(Extracted data entries)

-=-=-

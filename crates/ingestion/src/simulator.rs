//! Simulated DAQ publisher
//!
//! Publishes synthetic interleaved frames for a metadata document, for tests
//! and for running the subscriber without acquisition hardware.

use std::f64::consts::PI;
use std::sync::atomic::{AtomicBool, Ordering};
use std::sync::Arc;
use std::time::Duration;

use bytes::Bytes;
use contracts::RawFrame;
use tokio::task::JoinHandle;
use tracing::{debug, trace};

use crate::bus::FramePublisher;
use crate::codec::{encode_block, interleave};

/// Simulated publisher configuration
#[derive(Debug, Clone)]
pub struct SimulatorConfig {
    /// Metadata document (JSON) sent with the frames
    pub metadata: Bytes,

    /// Number of interleaved columns
    pub channels: usize,

    /// Samples per channel in each block
    pub samples_per_block: usize,

    /// Blocks published per second
    pub block_rate_hz: f64,

    /// Sine amplitude in raw counts
    pub amplitude: i16,

    /// Sine period in samples
    pub period_samples: f64,

    /// Attach the metadata part to every frame, not only the first
    pub metadata_every_frame: bool,
}

impl Default for SimulatorConfig {
    fn default() -> Self {
        Self {
            metadata: Bytes::new(),
            channels: 1,
            samples_per_block: 100,
            block_rate_hz: 10.0,
            amplitude: 10_000,
            period_samples: 50.0,
            metadata_every_frame: true,
        }
    }
}

/// Deterministic frame source
#[derive(Debug, Clone)]
pub struct FrameGenerator {
    config: SimulatorConfig,
    sample_index: u64,
    frames: u64,
}

impl FrameGenerator {
    pub fn new(config: SimulatorConfig) -> Self {
        Self {
            config,
            sample_index: 0,
            frames: 0,
        }
    }

    /// Frames generated so far
    pub fn frame_count(&self) -> u64 {
        self.frames
    }

    /// Build the next frame; column `c` carries a sine shifted by `c * PI/4`
    pub fn next_frame(&mut self) -> RawFrame {
        let n = self.config.samples_per_block;
        let period = self.config.period_samples.max(1.0);
        let amplitude = f64::from(self.config.amplitude);

        let columns: Vec<Vec<i16>> = (0..self.config.channels)
            .map(|column| {
                let phase = column as f64 * PI / 4.0;
                (0..n as u64)
                    .map(|i| {
                        let t = (self.sample_index + i) as f64 / period;
                        (amplitude * (2.0 * PI * t + phase).sin()).round() as i16
                    })
                    .collect()
            })
            .collect();

        let metadata = if self.frames == 0 || self.config.metadata_every_frame {
            self.config.metadata.clone()
        } else {
            Bytes::new()
        };

        self.sample_index += n as u64;
        self.frames += 1;
        RawFrame::new(metadata, encode_block(&interleave(&columns)))
    }
}

/// Simulated DAQ publishing on a tokio task
pub struct SimulatedDaq {
    config: SimulatorConfig,
    running: Arc<AtomicBool>,
}

impl SimulatedDaq {
    pub fn new(config: SimulatorConfig) -> Self {
        Self {
            config,
            running: Arc::new(AtomicBool::new(false)),
        }
    }

    /// Start publishing, returns the task handle yielding the frame count
    pub fn start(&self, publisher: FramePublisher) -> JoinHandle<u64> {
        let mut generator = FrameGenerator::new(self.config.clone());
        let interval = Duration::from_secs_f64(1.0 / self.config.block_rate_hz.max(1e-3));
        let running = self.running.clone();

        running.store(true, Ordering::SeqCst);

        tokio::spawn(async move {
            debug!(
                address = %publisher.address(),
                channels = generator.config.channels,
                interval_ms = interval.as_millis() as u64,
                "simulated daq started"
            );

            let mut ticker = tokio::time::interval(interval);
            while running.load(Ordering::Relaxed) {
                ticker.tick().await;
                let delivered = publisher.publish(generator.next_frame());
                trace!(frame = generator.frame_count(), delivered, "simulated frame published");
            }

            debug!(frames = generator.frame_count(), "simulated daq stopped");
            generator.frame_count()
        })
    }

    pub fn stop(&self) {
        self.running.store(false, Ordering::SeqCst);
    }

    pub fn is_running(&self) -> bool {
        self.running.load(Ordering::Relaxed)
    }
}

#[cfg(test)]
mod tests {
    use super::*;
    use crate::bus::LocalBus;
    use contracts::{FrameTransport, TransportConnector};

    fn config() -> SimulatorConfig {
        SimulatorConfig {
            metadata: Bytes::from_static(b"{\"daq_info\":{}}"),
            channels: 2,
            samples_per_block: 4,
            metadata_every_frame: false,
            ..Default::default()
        }
    }

    #[test]
    fn test_generator_shape() {
        let mut generator = FrameGenerator::new(config());
        let first = generator.next_frame();
        assert!(first.has_metadata());
        assert_eq!(first.sample_count(), 8);

        let second = generator.next_frame();
        assert!(!second.has_metadata());
        assert_eq!(second.sample_count(), 8);
        assert_eq!(generator.frame_count(), 2);
    }

    #[test]
    fn test_generator_deterministic() {
        let mut a = FrameGenerator::new(config());
        let mut b = FrameGenerator::new(config());
        assert_eq!(a.next_frame(), b.next_frame());
        assert_eq!(a.next_frame(), b.next_frame());
    }

    #[tokio::test]
    async fn test_simulated_daq_publishes() {
        let bus = LocalBus::new();
        let publisher = bus.bind("inproc://sim").unwrap();
        let mut sub = bus.connect("inproc://sim").unwrap();

        let daq = SimulatedDaq::new(SimulatorConfig {
            block_rate_hz: 200.0,
            ..config()
        });
        let handle = daq.start(publisher);

        tokio::time::sleep(Duration::from_millis(50)).await;
        daq.stop();
        let published = handle.await.unwrap();

        assert!(published >= 1);
        let first = sub.try_recv().unwrap().unwrap();
        assert!(first.has_metadata());
    }
}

-=-=-

▸ WHAT NEEDS TO BE DONE:
Repeat every entry word for word.

▸ SOLUTION FOR THIS TASK:
filename crates/ingestion/src/simulator.rs
//! Simulated DAQ publisher
//!
//! Publishes synthetic interleaved frames for a metadata document, for tests
//! and for running the subscriber without acquisition hardware.

use std::f64::consts::PI;
use std::sync::atomic::{AtomicBool, Ordering};
use std::sync::Arc;
use std::time::Duration;

use bytes::Bytes;
use contracts::RawFrame;
use tokio::task::JoinHandle;
use tracing::{debug, trace};

use crate::bus::FramePublisher;
use crate::codec::{encode_block, interleave};

/// Simulated publisher configuration
#[derive(Debug, Clone)]
pub struct SimulatorConfig {
    /// Metadata document (JSON) sent with the frames
    pub metadata: Bytes,

    /// Number of interleaved columns
    pub channels: usize,

    /// Samples per channel in each block
    pub samples_per_block: usize,

    /// Blocks published per second
    pub block_rate_hz: f64,

    /// Sine amplitude in raw counts
    pub amplitude: i16,

    /// Sine period in samples
    pub period_samples: f64,

    /// Attach the metadata part to every frame, not only the first
    pub metadata_every_frame: bool,
}

impl Default for SimulatorConfig {
    fn default() -> Self {
        Self {
            metadata: Bytes::new(),
            channels: 1,
            samples_per_block: 100,
            block_rate_hz: 10.0,
            amplitude: 10_000,
            period_samples: 50.0,
            metadata_every_frame: true,
        }
    }
}

/// Deterministic frame source
#[derive(Debug, Clone)]
pub struct FrameGenerator {
    config: SimulatorConfig,
    sample_index: u64,
    frames: u64,
}

impl FrameGenerator {
    pub fn new(config: SimulatorConfig) -> Self {
        Self {
            config,
            sample_index: 0,
            frames: 0,
        }
    }

    /// Frames generated so far
    pub fn frame_count(&self) -> u64 {
        self.frames
    }

    /// Build the next frame; column `c` carries a sine shifted by `c * PI/4`
    pub fn next_frame(&mut self) -> RawFrame {
        let n = self.config.samples_per_block;
        let period = self.config.period_samples.max(1.0);
        let amplitude = f64::from(self.config.amplitude);

        let columns: Vec<Vec<i16>> = (0..self.config.channels)
            .map(|column| {
                let phase = column as f64 * PI / 4.0;
                (0..n as u64)
                    .map(|i| {
                        let t = (self.sample_index + i) as f64 / period;
                        (amplitude * (2.0 * PI * t + phase).sin()).round() as i16
                    })
                    .collect()
            })
            .collect();

        let metadata = if self.frames == 0 || self.config.metadata_every_frame {
            self.config.metadata.clone()
        } else {
            Bytes::new()
        };

        self.sample_index += n as u64;
        self.frames += 1;
        RawFrame::new(metadata, encode_block(&interleave(&columns)))
    }
}

/// Simulated DAQ publishing on a tokio task
pub struct SimulatedDaq {
    config: SimulatorConfig,
    running: Arc<AtomicBool>,
}

impl SimulatedDaq {
    pub fn new(config: SimulatorConfig) -> Self {
        Self {
            config,
            running: Arc::new(AtomicBool::new(false)),
        }
    }

    /// Start publishing, returns the task handle yielding the frame count
    pub fn start(&self, publisher: FramePublisher) -> JoinHandle<u64> {
        let mut generator = FrameGenerator::new(self.config.clone());
        let interval = Duration::from_secs_f64(1.0 / self.config.block_rate_hz.max(1e-3));
        let running = self.running.clone();

        running.store(true, Ordering::SeqCst);

        tokio::spawn(async move {
            debug!(
                address = %publisher.address(),
                channels = generator.config.channels,
                interval_ms = interval.as_millis() as u64,
                "simulated daq started"
            );

            let mut ticker = tokio::time::interval(interval);
            while running.load(Ordering::Relaxed) {
                ticker.tick().await;
                let delivered = publisher.publish(generator.next_frame());
                trace!(frame = generator.frame_count(), delivered, "simulated frame published");
            }

            debug!(frames = generator.frame_count(), "simulated daq stopped");
            generator.frame_count()
        })
    }

    pub fn stop(&self) {
        self.running.store(false, Ordering::SeqCst);
    }

    pub fn is_running(&self) -> bool {
        self.running.load(Ordering::Relaxed)
    }
}

#[cfg(test)]
mod tests {
    use super::*;
    use crate::bus::LocalBus;
    use contracts::{FrameTransport, TransportConnector};

    fn config() -> SimulatorConfig {
        SimulatorConfig {
            metadata: Bytes::from_static(b"{\"daq_info\":{}}"),
            channels: 2,
            samples_per_block: 4,
            metadata_every_frame: false,
            ..Default::default()
        }
    }

    #[test]
    fn test_generator_shape() {
        let mut generator = FrameGenerator::new(config());
        let first = generator.next_frame();
        assert!(first.has_metadata());
        assert_eq!(first.sample_count(), 8);

        let second = generator.next_frame();
        assert!(!second.has_metadata());
        assert_eq!(second.sample_count(), 8);
        assert_eq!(generator.frame_count(), 2);
    }

    #[test]
    fn test_generator_deterministic() {
        let mut a = FrameGenerator::new(config());
        let mut b = FrameGenerator::new(config());
        assert_eq!(a.next_frame(), b.next_frame());
        assert_eq!(a.next_frame(), b.next_frame());
    }

    #[tokio::test]
    async fn test_simulated_daq_publishes() {
        let bus = LocalBus::new();
        let publisher = bus.bind("inproc://sim").unwrap();
        let mut sub = bus.connect("inproc://sim").unwrap();

        let daq = SimulatedDaq::new(SimulatorConfig {
            block_rate_hz: 200.0,
            ..config()
        });
        let handle = daq.start(publisher);

        tokio::time::sleep(Duration::from_millis(50)).await;
        daq.stop();
        let published = handle.await.unwrap();

        assert!(published >= 1);
        let first = sub.try_recv().unwrap().unwrap();
        assert!(first.has_metadata());
    }
}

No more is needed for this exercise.